- [Exercise requirements]:
Using the records below, copy out exactly the line that contains "use crate::cli::GlobalArgs;" and every line that follows it, up to and including the last, and no others.

Given data START

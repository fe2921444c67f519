//! Logout command implementation.

use std::sync::Arc;

use anyhow::{Context, Result};
use clap::Args;

use webtrack_core::NoopNavigator;

use crate::cli::GlobalArgs;
use crate::output;
use crate::session;

#[derive(Args, Debug)]
pub struct LogoutArgs {}

pub async fn run(global: &GlobalArgs, _args: LogoutArgs) -> Result<()> {
    let store = session::open_store(global)?;
    let gateway = session::gateway_with(global, store, Arc::new(NoopNavigator))?;

    gateway.logout().context("Failed to clear credentials")?;

    output::success("Logged out");
    Ok(())
}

Given data END

- [Exercise output]:
use crate::cli::GlobalArgs;
use crate::output;
use crate::session;

#[derive(Args, Debug)]
pub struct LogoutArgs {}

pub async fn run(global: &GlobalArgs, _args: LogoutArgs) -> Result<()> {
    let store = session::open_store(global)?;
    let gateway = session::gateway_with(global, store, Arc::new(NoopNavigator))?;

    gateway.logout().context("Failed to clear credentials")?;

    output::success("Logged out");
    Ok(())
}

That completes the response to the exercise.